Daniel Derderian Interview with Giorgia Basili

 

  • 7 min read 

Pride By Your Side: Interview with Daniel Derderian

    Your figures seem to melt, perhaps because of the impact with reality, but they remain solid in their main contours, on the one hand, expressing interchangeable profiles and on the other hand, retaining in some way the essence of their being… would you like to tell us about the feeling that your figures seem to imprint on the observer? What do you want to communicate and what escapes your intentionality?

    Emotionally, I have probably few barriers, socially, I have built a very solid shell, which is risky to wear. I work intuitively on these layers, these filters that are too present or absent.

    If I am more graphic in my work and there are very clear or even exaggerated demarcations, I work more on the appearance, on markers that are easily distinguishable for others. I explore the limits we impose on ourselves, in order to be able to live with them, and to leave freedom to the others. It is often a softer, more positive, more accessible universe.

    If I let go and the contours become more blurred, more wild, I explore more the impulsivity, the violence, the rage and the anger that live inside me. All this, nourished by an existential anguish, is covered by few filters. Maybe somehow, because of my origins, being third generation after the genocide, I feel guilty about my existence.

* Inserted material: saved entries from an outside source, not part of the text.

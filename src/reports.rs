// Offline summary and trend reports for the CLI.

use std::collections::HashMap;

use crate::db::Expense;

/// Per-category slice of a summary report.
#[derive(Debug, Clone, PartialEq)]
pub struct CategoryLine {
    pub category: String,
    pub total: f64,
    /// Share of the overall total, 0-100.
    pub share: f64,
    pub count: usize,
}

#[derive(Debug, Clone, PartialEq)]
pub struct SummaryReport {
    pub total: f64,
    pub count: usize,
    pub average: f64,
    /// Categories sorted by total, largest first.
    pub categories: Vec<CategoryLine>,
}

/// Overall totals plus a per-category breakdown. None when there are no
/// expenses to report on.
pub fn summary_report(expenses: &[Expense]) -> Option<SummaryReport> {
    if expenses.is_empty() {
        return None;
    }

    let total: f64 = expenses.iter().map(|e| e.amount).sum();
    let count = expenses.len();

    let mut totals: HashMap<&str, (f64, usize)> = HashMap::new();
    for expense in expenses {
        let entry = totals.entry(expense.category.as_str()).or_insert((0.0, 0));
        entry.0 += expense.amount;
        entry.1 += 1;
    }

    let mut categories: Vec<CategoryLine> = totals
        .into_iter()
        .map(|(category, (cat_total, cat_count))| CategoryLine {
            category: category.to_string(),
            total: cat_total,
            share: if total != 0.0 {
                cat_total / total * 100.0
            } else {
                0.0
            },
            count: cat_count,
        })
        .collect();
    categories.sort_by(|a, b| b.total.total_cmp(&a.total).then(a.category.cmp(&b.category)));

    Some(SummaryReport {
        total,
        count,
        average: total / count as f64,
        categories,
    })
}

/// One month of spending, with its heaviest categories.
#[derive(Debug, Clone, PartialEq)]
pub struct MonthTrend {
    /// `YYYY-MM` key taken from the expense date.
    pub month: String,
    pub total: f64,
    pub count: usize,
    /// Up to three largest categories, sorted by total descending.
    pub top_categories: Vec<CategoryLine>,
}

/// Month-by-month totals, oldest first. Rows with dates shorter than
/// `YYYY-MM` are ignored rather than grouped under a garbage key.
pub fn monthly_trends(expenses: &[Expense]) -> Vec<MonthTrend> {
    let mut by_month: HashMap<&str, Vec<&Expense>> = HashMap::new();
    for expense in expenses {
        if let Some(month) = expense.date.get(..7) {
            by_month.entry(month).or_default().push(expense);
        }
    }

    let mut months: Vec<&str> = by_month.keys().copied().collect();
    months.sort();

    months
        .into_iter()
        .map(|month| {
            let rows = &by_month[month];
            let total: f64 = rows.iter().map(|e| e.amount).sum();

            let mut totals: HashMap<&str, (f64, usize)> = HashMap::new();
            for expense in rows {
                let entry = totals.entry(expense.category.as_str()).or_insert((0.0, 0));
                entry.0 += expense.amount;
                entry.1 += 1;
            }

            let mut top_categories: Vec<CategoryLine> = totals
                .into_iter()
                .map(|(category, (cat_total, cat_count))| CategoryLine {
                    category: category.to_string(),
                    total: cat_total,
                    share: if total != 0.0 {
                        cat_total / total * 100.0
                    } else {
                        0.0
                    },
                    count: cat_count,
                })
                .collect();
            top_categories
                .sort_by(|a, b| b.total.total_cmp(&a.total).then(a.category.cmp(&b.category)));
            top_categories.truncate(3);

            MonthTrend {
                month: month.to_string(),
                total,
                count: rows.len(),
                top_categories,
            }
        })
        .collect()
}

    Literally, some lines are assertive, insistent, while other parts are lost in vagueness, in nothingness. We have fuzzy, fragile, introspective areas and more precise, strong, extroverted areas. The dialogue makes the beauty and the mystery of a human-being, its paradox. My figures are appearances, packages with cracks. The lines, the demarcations can guide, reassure and allow access to the artwork. The blurs and gaps can suggest an opening and create an availability to associate and relive a lost, hidden, forgotten feeling and move a moment. I find that we often see many different things in the same work.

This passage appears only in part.